The Quandary of Discipleship

Editor’s Note: Pastor Megan Ann Shaffer is writing for Lutheran CORE for the first time. She is an NALC pastor in Pennsylvania.

“Ugh, discipleship is so law-based.” Sadly, I frequently hear this as a disciple-maker. Quite frankly, I can understand why people hold such a position, which results in their hesitancy as Lutherans to begin making disciples intentionally.

However, this interaction got me thinking. What causes such hesitancy and resistance to discipleship? One answer is easy. For years, outreach and evangelism were a silo within the church. Tasks that fell into either of these areas were often left to a team and/or the pastor. As times have changed, that approach no longer works for most congregations. Gone are the days when we could safely assume our neighbors were Christian. Now such assumptions are invalid due to the diversity of our communities.

Secondly, individual faith in America has been a matter of privacy for hundreds of years. My grandmother taught me that there are two topics you do not discuss at a dinner party: politics and religion.

Additionally, Lutherans face another layer of complexity due to the proper distinction between law and the Gospel. As those justified by faith in Christ rather than by good works, we proclaim the Gospel. Why would we focus on something that could trap our parishioners in the cycle of the law?

As disciple-makers, we have a strong tide to swim against while working to reshape the culture in which we live—if we are truly going to live out our vocation to follow Christ’s command to go and make disciples of all nations. It’s a lot to think about, so where does one begin? That was the question I found myself asking as I began my call to a congregation eager to grow. Taking all of these and many other factors into account could easily have overwhelmed me.

When faced with something overwhelming, my seminary professors emphasized that those are the moments when we need to use our toolbox. As pastors and church leaders, we are blessed with a wealth of knowledge available to us in our Lutheran tradition and within the broader Christian community.

Recently, I listened to a podcast featuring an interview with Pastor Bill Hull, who commented on the relationship between preaching and discipleship. He stated what my Lutheran homiletics professors taught me: how we preach and the focus of our preaching forms our parishioners. The idiom ‘you get what you give’ perfectly sums it up. Pastors preaching legalistic sermons form legalistically focused Christians. Likewise consumeristic preachers shape consumeristic Christians, and so on.

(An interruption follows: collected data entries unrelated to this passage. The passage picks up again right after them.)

//! Repository for the `proyectos` table.

use sqlx::PgPool;
use tecnica_core::search::contains_pattern;
use tecnica_core::types::DbId;

use crate::models::proyecto::{CreateProyecto, Proyecto, UpdateProyecto};

/// Column list shared across queries to avoid repetition.
const COLUMNS: &str = "id, titulo, descripcion, status, archivo_principal_url, \
    created_by_uid, deleted_by_uid, deleted_at, created_at, updated_at";

/// Provides CRUD operations for proyectos.
pub struct ProyectoRepo;

impl ProyectoRepo {
    /// Insert a new proyecto, stamping the acting user as owner.
    pub async fn create(
        pool: &PgPool,
        input: &CreateProyecto,
        actor_id: DbId,
    ) -> Result<Proyecto, sqlx::Error> {
        let query = format!(
            "INSERT INTO proyectos
                (titulo, descripcion, status, archivo_principal_url, created_by_uid)
             VALUES ($1, $2, COALESCE($3, 'draft'::proyecto_status), $4, $5)
             RETURNING {COLUMNS}"
        );
        sqlx::query_as::<_, Proyecto>(&query)
            .bind(&input.titulo)
            .bind(&input.descripcion)
            .bind(input.status)
            .bind(&input.archivo_principal_url)
            .bind(actor_id)
            .fetch_one(pool)
            .await
    }

    /// Find a proyecto by its internal ID. Excludes soft-deleted rows.
    pub async fn find_by_id(pool: &PgPool, id: DbId) -> Result<Option<Proyecto>, sqlx::Error> {
        let query = format!("SELECT {COLUMNS} FROM proyectos WHERE id = $1 AND deleted_at IS NULL");
        sqlx::query_as::<_, Proyecto>(&query)
            .bind(id)
            .fetch_optional(pool)
            .await
    }

    /// List proyectos ordered by titulo.
    ///
    /// Soft-deleted rows are included only when `include_deleted` is true.
    pub async fn list(pool: &PgPool, include_deleted: bool) -> Result<Vec<Proyecto>, sqlx::Error> {
        let query = format!(
            "SELECT {COLUMNS} FROM proyectos
             WHERE ($1 OR deleted_at IS NULL)
             ORDER BY titulo"
        );
        sqlx::query_as::<_, Proyecto>(&query)
            .bind(include_deleted)
            .fetch_all(pool)
            .await
    }

    /// List published proyectos for public browsing, ordered by titulo.
    pub async fn list_published(pool: &PgPool) -> Result<Vec<Proyecto>, sqlx::Error> {
        let query = format!(
            "SELECT {COLUMNS} FROM proyectos
             WHERE deleted_at IS NULL AND status = 'published'::proyecto_status
             ORDER BY titulo"
        );
        sqlx::query_as::<_, Proyecto>(&query).fetch_all(pool).await
    }

    /// List all live proyectos owned by a user, newest first.
    pub async fn list_by_owner(
        pool: &PgPool,
        owner_id: DbId,
    ) -> Result<Vec<Proyecto>, sqlx::Error> {
        let query = format!(
            "SELECT {COLUMNS} FROM proyectos
             WHERE created_by_uid = $1 AND deleted_at IS NULL
             ORDER BY created_at DESC"
        );
        sqlx::query_as::<_, Proyecto>(&query)
            .bind(owner_id)
            .fetch_all(pool)
            .await
    }

    /// Update a proyecto. Only non-`None` fields in `input` are applied.
    ///
    /// Returns `None` if no live row with the given `id` exists.
    pub async fn update(
        pool: &PgPool,
        id: DbId,
        input: &UpdateProyecto,
    ) -> Result<Option<Proyecto>, sqlx::Error> {
        let query = format!(
            "UPDATE proyectos SET
                titulo = COALESCE($2, titulo),
                descripcion = COALESCE($3, descripcion),
                status = COALESCE($4, status),
                archivo_principal_url = COALESCE($5, archivo_principal_url),
                updated_at = NOW()
             WHERE id = $1 AND deleted_at IS NULL
             RETURNING {COLUMNS}"
        );
        sqlx::query_as::<_, Proyecto>(&query)
            .bind(id)
            .bind(&input.titulo)
            .bind(&input.descripcion)
            .bind(input.status)
            .bind(&input.archivo_principal_url)
            .fetch_optional(pool)
            .await
    }

    /// Soft-delete a proyecto, stamping the acting user.
    /// Returns `true` if a row was marked deleted.
    pub async fn soft_delete(pool: &PgPool, id: DbId, actor_id: DbId) -> Result<bool, sqlx::Error> {
        let result = sqlx::query(
            "UPDATE proyectos SET deleted_at = NOW(), deleted_by_uid = $2
             WHERE id = $1 AND deleted_at IS NULL",
        )
        .bind(id)
        .bind(actor_id)
        .execute(pool)
        .await?;
        Ok(result.rows_affected() > 0)
    }

    /// Restore a soft-deleted proyecto. Returns `true` if a row was restored.
    pub async fn restore(pool: &PgPool, id: DbId) -> Result<bool, sqlx::Error> {
        let result = sqlx::query(
            "UPDATE proyectos SET deleted_at = NULL, deleted_by_uid = NULL
             WHERE id = $1 AND deleted_at IS NOT NULL",
        )
        .bind(id)
        .execute(pool)
        .await?;
        Ok(result.rows_affected() > 0)
    }

    /// Case-insensitive substring search over titulo and descripcion.
    /// Only published, non-deleted rows are searched.
    pub async fn search(pool: &PgPool, term: &str) -> Result<Vec<Proyecto>, sqlx::Error> {
        let query = format!(
            "SELECT {COLUMNS} FROM proyectos
             WHERE deleted_at IS NULL
               AND status = 'published'::proyecto_status
               AND (titulo ILIKE $1 OR descripcion ILIKE $1)
             ORDER BY titulo"
        );
        sqlx::query_as::<_, Proyecto>(&query)
            .bind(contains_pattern(term))
            .fetch_all(pool)
            .await
    }

    /// Permanently delete a proyecto by ID. Returns `true` if a row was removed.
    pub async fn hard_delete(pool: &PgPool, id: DbId) -> Result<bool, sqlx::Error> {
        let result = sqlx::query("DELETE FROM proyectos WHERE id = $1")
            .bind(id)
            .execute(pool)
            .await?;
        Ok(result.rows_affected() > 0)
    }
}
//! Repository for the `sesiones` table (refresh-token sessions).

use sqlx::PgPool;
use tecnica_core::types::DbId;

use crate::models::sesion::{CreateSesion, Sesion};

/// Column list shared across queries to avoid repetition.
const COLUMNS: &str = "id, usuario_id, refresh_token_hash, expires_at, revocada, \
    user_agent, ip_address, created_at, updated_at";

/// Provides CRUD operations for sessions.
pub struct SesionRepo;

impl SesionRepo {
    /// Insert a new session, returning the created row.
    pub async fn create(pool: &PgPool, input: &CreateSesion) -> Result<Sesion, sqlx::Error> {
        let query = format!(
            "INSERT INTO sesiones (usuario_id, refresh_token_hash, expires_at, user_agent, ip_address)
             VALUES ($1, $2, $3, $4, $5)
             RETURNING {COLUMNS}"
        );
        sqlx::query_as::<_, Sesion>(&query)
            .bind(input.usuario_id)
            .bind(&input.refresh_token_hash)
            .bind(input.expires_at)
            .bind(&input.user_agent)
            .bind(&input.ip_address)
            .fetch_one(pool)
            .await
    }

    /// Find an active session by its refresh token hash.
    ///
    /// Only returns sessions that are not revoked and not expired.
    pub async fn find_by_refresh_token_hash(
        pool: &PgPool,
        hash: &str,
    ) -> Result<Option<Sesion>, sqlx::Error> {
        let query = format!(
            "SELECT {COLUMNS} FROM sesiones
             WHERE refresh_token_hash = $1
               AND revocada = false
               AND expires_at > NOW()"
        );
        sqlx::query_as::<_, Sesion>(&query)
            .bind(hash)
            .fetch_optional(pool)
            .await
    }

    /// Revoke a single session. Returns `true` if the row was updated.
    pub async fn revoke(pool: &PgPool, id: DbId) -> Result<bool, sqlx::Error> {
        let result =
            sqlx::query("UPDATE sesiones SET revocada = true WHERE id = $1 AND revocada = false")
                .bind(id)
                .execute(pool)
                .await?;
        Ok(result.rows_affected() > 0)
    }

    /// Revoke all active sessions for a user. Returns the revoked count.
    pub async fn revoke_all_for_user(pool: &PgPool, usuario_id: DbId) -> Result<u64, sqlx::Error> {
        let result = sqlx::query(
            "UPDATE sesiones SET revocada = true
             WHERE usuario_id = $1 AND revocada = false",
        )
        .bind(usuario_id)
        .execute(pool)
        .await?;
        Ok(result.rows_affected())
    }

    /// Delete expired or revoked sessions. Returns the deleted count.
    pub async fn cleanup_expired(pool: &PgPool) -> Result<u64, sqlx::Error> {
        let result =
            sqlx::query("DELETE FROM sesiones WHERE expires_at < NOW() OR revocada = true")
                .execute(pool)
                .await?;
        Ok(result.rows_affected())
    }
}
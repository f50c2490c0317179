//! Organizacion model and DTOs.

use serde::{Deserialize, Serialize};
use sqlx::FromRow;
use tecnica_core::types::{DbId, Timestamp};
use validator::Validate;

use crate::models::estado::EstadoVerificacion;

/// A row from the `organizaciones` table.
#[derive(Debug, Clone, FromRow, Serialize)]
#[serde(rename_all = "camelCase")]
pub struct Organizacion {
    pub id: DbId,
    pub nombre_oficial: String,
    pub nombre_fantasia: Option<String>,
    /// Free-form kind: "empresa", "ong", "cooperativa", ...
    pub tipo: Option<String>,
    pub logo_url: Option<String>,
    pub areas_de_interes: Vec<String>,
    pub estado_verificacion: EstadoVerificacion,
    pub created_by_uid: Option<DbId>,
    pub deleted_by_uid: Option<DbId>,
    pub deleted_at: Option<Timestamp>,
    pub created_at: Timestamp,
    pub updated_at: Timestamp,
}

/// DTO for creating an organizacion. New rows start as `pendiente`.
#[derive(Debug, Clone, Deserialize, Validate)]
#[serde(rename_all = "camelCase")]
pub struct CreateOrganizacion {
    #[validate(length(min = 2, message = "nombreOficial debe tener al menos 2 caracteres"))]
    pub nombre_oficial: String,
    pub nombre_fantasia: Option<String>,
    pub tipo: Option<String>,
    #[validate(url(message = "logoUrl debe ser una URL valida"))]
    pub logo_url: Option<String>,
    #[serde(default)]
    pub areas_de_interes: Vec<String>,
}

/// DTO for updating an organizacion. Only non-`None` fields are applied.
///
/// `estado_verificacion` is admin-managed; handlers clear it for non-admin
/// callers.
#[derive(Debug, Clone, Default, Deserialize)]
#[serde(rename_all = "camelCase")]
pub struct UpdateOrganizacion {
    pub nombre_oficial: Option<String>,
    pub nombre_fantasia: Option<String>,
    pub tipo: Option<String>,
    pub logo_url: Option<String>,
    pub areas_de_interes: Option<Vec<String>>,
    pub estado_verificacion: Option<EstadoVerificacion>,
}
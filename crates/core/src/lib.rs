//! Domain types and pure helpers for the community-archive backend.
//!
//! This crate holds everything that is independent of storage and HTTP:
//! shared ID/timestamp aliases, the error taxonomy, role constants, search
//! helpers, and Open Graph HTML extraction.

pub mod error;
pub mod opengraph;
pub mod roles;
pub mod search;
pub mod types;
//! Argon2id password hashing, verification, and strength validation.
//!
//! All password hashes use the Argon2id variant with a cryptographically
//! random salt generated via [`OsRng`]. The PHC string format is used for
//! storage so that algorithm parameters and salt travel with the hash.

use argon2::password_hash::rand_core::OsRng;
use argon2::password_hash::{PasswordHash, PasswordHasher, PasswordVerifier, SaltString};
use argon2::Argon2;

/// Hash a plaintext password using Argon2id with a random salt.
///
/// Returns the PHC-formatted hash string (includes algorithm, params, salt, and hash).
pub fn hash_password(password: &str) -> Result<String, argon2::password_hash::Error> {
    let salt = SaltString::generate(&mut OsRng);
    let argon2 = Argon2::default(); // Argon2id with default params
    let hash = argon2.hash_password(password.as_bytes(), &salt)?;
    Ok(hash.to_string())
}

/// Verify a plaintext password against a stored PHC-formatted Argon2id hash.
///
/// Returns `Ok(true)` if the password matches, `Ok(false)` if it does not.
pub fn verify_password(password: &str, hash: &str) -> Result<bool, argon2::password_hash::Error> {
    let parsed_hash = PasswordHash::new(hash)?;
    match Argon2::default().verify_password(password.as_bytes(), &parsed_hash) {
        Ok(()) => Ok(true),
        Err(argon2::password_hash::Error::Password) => Ok(false),
        Err(e) => Err(e),
    }
}

/// Validate that a password meets minimum strength requirements.
///
/// Currently enforces a minimum character length. Returns `Ok(())` when the
/// password is acceptable, or `Err` with a human-readable explanation.
pub fn validate_password_strength(password: &str, min_length: usize) -> Result<(), String> {
    if password.len() < min_length {
        return Err(format!(
            "La contrasena debe tener al menos {min_length} caracteres"
        ));
    }
    Ok(())
}

#[cfg(test)]
mod tests {
    use super::*;

    #[test]
    fn test_hash_and_verify() {
        let password = "taller-de-ajuste-1950";
        let hash = hash_password(password).expect("hashing should succeed");

        // The hash must be a valid PHC string starting with the argon2id identifier.
        assert!(
            hash.starts_with("$argon2id$"),
            "expected argon2id PHC prefix"
        );

        let verified = verify_password(password, &hash).expect("verify should succeed");
        assert!(verified, "correct password should verify as true");
    }

    #[test]
    fn test_wrong_password_fails() {
        let hash = hash_password("contrasena-real").expect("hashing should succeed");
        let verified = verify_password("otra-contrasena", &hash).expect("verify should succeed");
        assert!(!verified, "wrong password should verify as false");
    }

    #[test]
    fn test_password_too_short() {
        let result = validate_password_strength("corta", 8);
        assert!(result.is_err());
        let msg = result.unwrap_err();
        assert!(
            msg.contains("al menos 8"),
            "error message should state the minimum length"
        );
    }

    #[test]
    fn test_password_meets_minimum() {
        // Exactly at the minimum boundary.
        assert!(validate_password_strength("12345678", 8).is_ok());
        // Above the minimum.
        assert!(validate_password_strength("una-frase-bastante-larga", 8).is_ok());
    }
}
//! Noticia (news entry) model and DTOs.

use serde::{Deserialize, Serialize};
use sqlx::FromRow;
use tecnica_core::types::{DbId, Timestamp};
use validator::Validate;

use crate::models::estado::EstadoPublicacion;

/// A news entry is either a full article or a link to an external page.
#[derive(Debug, Clone, Copy, PartialEq, Eq, Serialize, Deserialize, sqlx::Type)]
#[sqlx(type_name = "noticia_tipo", rename_all = "snake_case")]
#[serde(rename_all = "snake_case")]
pub enum NoticiaTipo {
    Article,
    Link,
}

/// A row from the `noticias` table.
#[derive(Debug, Clone, FromRow, Serialize)]
#[serde(rename_all = "camelCase")]
pub struct Noticia {
    pub id: DbId,
    pub titulo: String,
    pub tipo: NoticiaTipo,
    /// Article body; `None` for link-type entries.
    pub contenido: Option<String>,
    /// External target; `None` for article-type entries.
    pub enlace_url: Option<String>,
    pub imagen_url: Option<String>,
    pub estado: EstadoPublicacion,
    pub created_by_uid: Option<DbId>,
    pub deleted_by_uid: Option<DbId>,
    pub deleted_at: Option<Timestamp>,
    pub created_at: Timestamp,
    pub updated_at: Timestamp,
}

/// DTO for creating a noticia. New entries default to `borrador`.
#[derive(Debug, Clone, Deserialize, Validate)]
#[serde(rename_all = "camelCase")]
pub struct CreateNoticia {
    #[validate(length(min = 3, message = "titulo debe tener al menos 3 caracteres"))]
    pub titulo: String,
    pub tipo: Option<NoticiaTipo>,
    pub contenido: Option<String>,
    #[validate(url(message = "enlaceUrl debe ser una URL valida"))]
    pub enlace_url: Option<String>,
    #[validate(url(message = "imagenUrl debe ser una URL valida"))]
    pub imagen_url: Option<String>,
    pub estado: Option<EstadoPublicacion>,
}

/// DTO for updating a noticia. Only non-`None` fields are applied.
#[derive(Debug, Clone, Default, Deserialize)]
#[serde(rename_all = "camelCase")]
pub struct UpdateNoticia {
    pub titulo: Option<String>,
    pub tipo: Option<NoticiaTipo>,
    pub contenido: Option<String>,
    pub enlace_url: Option<String>,
    pub imagen_url: Option<String>,
    pub estado: Option<EstadoPublicacion>,
}
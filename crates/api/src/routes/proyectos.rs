//! Route definitions for proyectos.

use axum::routing::{get, post};
use axum::Router;

use crate::handlers::{proyectos, temas};
use crate::state::AppState;

/// Routes mounted at `/proyectos`.
///
/// ```text
/// GET    /              -> list (published)
/// POST   /              -> create (auth)
/// GET    /search        -> search
/// GET    /{id}          -> get_by_id
/// PUT    /{id}          -> update (owner or admin)
/// DELETE /{id}          -> soft_delete (owner or admin)
/// POST   /{id}/restore  -> restore (admin)
/// GET    /{id}/temas    -> topic links
/// PUT    /{id}/temas    -> replace topic links (owner or admin)
/// ```
pub fn router() -> Router<AppState> {
    Router::new()
        .route("/", get(proyectos::list).post(proyectos::create))
        .route("/search", get(proyectos::search))
        .route(
            "/{id}",
            get(proyectos::get_by_id)
                .put(proyectos::update)
                .delete(proyectos::soft_delete),
        )
        .route("/{id}/restore", post(proyectos::restore))
        .route(
            "/{id}/temas",
            get(temas::list_for_proyecto).put(temas::set_for_proyecto),
        )
}
//! Persona (community member profile) model and DTOs.

use serde::{Deserialize, Serialize};
use sqlx::FromRow;
use tecnica_core::types::{DbId, Timestamp};
use validator::Validate;

use crate::models::estado::EstadoVerificacion;

/// Main membership category of a persona.
#[derive(Debug, Clone, Copy, PartialEq, Eq, Serialize, Deserialize, sqlx::Type)]
#[sqlx(type_name = "categoria_persona", rename_all = "snake_case")]
#[serde(rename_all = "snake_case")]
pub enum CategoriaPersona {
    Estudiante,
    Egresado,
    Docente,
    NoDocente,
    Comunidad,
}

/// Who can see a profile in the public directory.
#[derive(Debug, Clone, Copy, PartialEq, Eq, Serialize, Deserialize, sqlx::Type)]
#[sqlx(type_name = "visibilidad_perfil", rename_all = "snake_case")]
#[serde(rename_all = "snake_case")]
pub enum VisibilidadPerfil {
    Publico,
    Comunidad,
    Privado,
}

/// A row from the `personas` table.
#[derive(Debug, Clone, FromRow, Serialize)]
#[serde(rename_all = "camelCase")]
pub struct Persona {
    pub id: DbId,
    pub usuario_id: DbId,
    pub nombre: String,
    pub apellido: String,
    pub email: String,
    pub categoria_principal: CategoriaPersona,
    pub bio: Option<String>,
    pub activo: bool,
    pub visibilidad_perfil: VisibilidadPerfil,
    pub capacidades_plataforma: Vec<String>,
    pub es_admin: bool,
    pub estado_verificacion: EstadoVerificacion,
    pub created_by_uid: Option<DbId>,
    pub deleted_by_uid: Option<DbId>,
    pub deleted_at: Option<Timestamp>,
    pub created_at: Timestamp,
    pub updated_at: Timestamp,
}

/// DTO for creating a persona profile (used by registration).
#[derive(Debug, Clone, Deserialize, Validate)]
#[serde(rename_all = "camelCase")]
pub struct CreatePersona {
    #[validate(length(min = 1, message = "nombre es obligatorio"))]
    pub nombre: String,
    #[validate(length(min = 1, message = "apellido es obligatorio"))]
    pub apellido: String,
    #[validate(email(message = "email invalido"))]
    pub email: String,
    pub categoria_principal: Option<CategoriaPersona>,
    pub bio: Option<String>,
    pub visibilidad_perfil: Option<VisibilidadPerfil>,
    #[serde(default)]
    pub capacidades_plataforma: Vec<String>,
}

/// DTO for updating a persona. Only non-`None` fields are applied.
///
/// `activo`, `es_admin`, and `estado_verificacion` are admin-managed;
/// handlers clear them for non-admin callers before this DTO reaches the
/// repository.
#[derive(Debug, Clone, Default, Deserialize)]
#[serde(rename_all = "camelCase")]
pub struct UpdatePersona {
    pub nombre: Option<String>,
    pub apellido: Option<String>,
    pub email: Option<String>,
    pub categoria_principal: Option<CategoriaPersona>,
    pub bio: Option<String>,
    pub visibilidad_perfil: Option<VisibilidadPerfil>,
    pub capacidades_plataforma: Option<Vec<String>>,
    pub activo: Option<bool>,
    pub es_admin: Option<bool>,
    pub estado_verificacion: Option<EstadoVerificacion>,
}
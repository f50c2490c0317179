//! Proyecto model and DTOs.

use serde::{Deserialize, Serialize};
use sqlx::FromRow;
use tecnica_core::types::{DbId, Timestamp};
use validator::Validate;

/// Publication state of a proyecto.
#[derive(Debug, Clone, Copy, PartialEq, Eq, Serialize, Deserialize, sqlx::Type)]
#[sqlx(type_name = "proyecto_status", rename_all = "snake_case")]
#[serde(rename_all = "snake_case")]
pub enum ProyectoStatus {
    Draft,
    Published,
    Archived,
}

/// A row from the `proyectos` table.
#[derive(Debug, Clone, FromRow, Serialize)]
#[serde(rename_all = "camelCase")]
pub struct Proyecto {
    pub id: DbId,
    pub titulo: String,
    pub descripcion: Option<String>,
    pub status: ProyectoStatus,
    pub archivo_principal_url: Option<String>,
    pub created_by_uid: Option<DbId>,
    pub deleted_by_uid: Option<DbId>,
    pub deleted_at: Option<Timestamp>,
    pub created_at: Timestamp,
    pub updated_at: Timestamp,
}

/// DTO for creating a proyecto. New rows default to `draft`.
#[derive(Debug, Clone, Deserialize, Validate)]
#[serde(rename_all = "camelCase")]
pub struct CreateProyecto {
    #[validate(length(min = 3, message = "titulo debe tener al menos 3 caracteres"))]
    pub titulo: String,
    pub descripcion: Option<String>,
    pub status: Option<ProyectoStatus>,
    #[validate(url(message = "archivoPrincipalUrl debe ser una URL valida"))]
    pub archivo_principal_url: Option<String>,
}

/// DTO for updating a proyecto. Only non-`None` fields are applied.
#[derive(Debug, Clone, Default, Deserialize)]
#[serde(rename_all = "camelCase")]
pub struct UpdateProyecto {
    pub titulo: Option<String>,
    pub descripcion: Option<String>,
    pub status: Option<ProyectoStatus>,
    pub archivo_principal_url: Option<String>,
}
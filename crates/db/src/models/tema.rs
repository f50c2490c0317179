//! Tema (topic) model, DTOs, and topic-link projections.

use serde::{Deserialize, Serialize};
use sqlx::FromRow;
use tecnica_core::types::{DbId, Timestamp};
use validator::Validate;

/// A row from the `temas` table.
#[derive(Debug, Clone, FromRow, Serialize)]
#[serde(rename_all = "camelCase")]
pub struct Tema {
    pub id: DbId,
    pub nombre: String,
    pub descripcion: Option<String>,
    pub categoria_tema: Option<String>,
    pub created_by_uid: Option<DbId>,
    pub deleted_by_uid: Option<DbId>,
    pub deleted_at: Option<Timestamp>,
    pub created_at: Timestamp,
    pub updated_at: Timestamp,
}

/// Lightweight tema info returned when listing the topics of an entity.
/// Avoids fetching audit columns the caller does not need.
#[derive(Debug, Clone, FromRow, Serialize)]
#[serde(rename_all = "camelCase")]
pub struct TemaInfo {
    pub id: DbId,
    pub nombre: String,
    pub categoria_tema: Option<String>,
}

/// DTO for creating a tema.
#[derive(Debug, Clone, Deserialize, Validate)]
#[serde(rename_all = "camelCase")]
pub struct CreateTema {
    #[validate(length(min = 2, message = "nombre debe tener al menos 2 caracteres"))]
    pub nombre: String,
    pub descripcion: Option<String>,
    pub categoria_tema: Option<String>,
}

/// DTO for updating a tema. Only non-`None` fields are applied.
#[derive(Debug, Clone, Default, Deserialize)]
#[serde(rename_all = "camelCase")]
pub struct UpdateTema {
    pub nombre: Option<String>,
    pub descripcion: Option<String>,
    pub categoria_tema: Option<String>,
}
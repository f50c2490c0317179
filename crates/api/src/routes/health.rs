use axum::extract::State;
use axum::{routing::get, Json, Router};
use serde::Serialize;

use crate::state::AppState;

/// Health check response payload.
#[derive(Serialize)]
#[serde(rename_all = "camelCase")]
pub struct HealthResponse {
    /// Overall service status.
    pub status: &'static str,
    /// Crate version from Cargo.toml.
    pub version: &'static str,
    /// Whether the database is reachable.
    pub db_healthy: bool,
}

/// GET /health -- returns service and database health.
async fn health_check(State(state): State<AppState>) -> Json<HealthResponse> {
    let db_healthy = tecnica_db::health_check(&state.pool).await.is_ok();

    let status = if db_healthy { "ok" } else { "degraded" };

    Json(HealthResponse {
        status,
        version: env!("CARGO_PKG_VERSION"),
        db_healthy,
    })
}

/// Mount health check routes (intended for root-level, NOT under `/api`).
pub fn router() -> Router<AppState> {
    Router::new().route("/health", get(health_check))
}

What Bill is saying makes sense: “If you want your parishioners to understand their identity as disciples, you must preach the Gospel accordingly.” But what made even more sense was what he said next: “We don’t start the conversation on discipleship at ‘make disciples.’” How can we expect our flocks to go out and make disciples if they have not been discipled?

We don’t start the conversation on discipleship at ‘make disciples.”

Bill Hull, Discipleship pastor and author

As an example, when I was a child, my grandmother never told me to crochet an afghan. That would have been absurd since I had no knowledge of how to go about doing so. Instead, she sat down with me and showed me the basics. As I watched, Grandma demonstrated to me how she created each stitch. Additionally, she showed me how to seamlessly join colors, so they looked like they naturally flowed together. As she worked, I sat with her and would repeat aloud what she was going to do next. Over time, I tried out simple stitches with her help. Eventually, I could also work on my own and seamlessly join colors, so they naturally flowed into a functional piece of art.

Similarly, the goal of discipleship is to empower others to follow the Great Commission, as my grandmother taught me to crochet on my own. She did this by spending time with me. Christ invested in his disciples by spending time with them. Telling our parishioners to go out and do something they have no clue how to do absolutely produces hesitancy and resistance. Conversely, if one has some familiarity with a concept because they have heard about it, it is less intimidating. So consider priming the pump of discipleship by introducing it through preaching.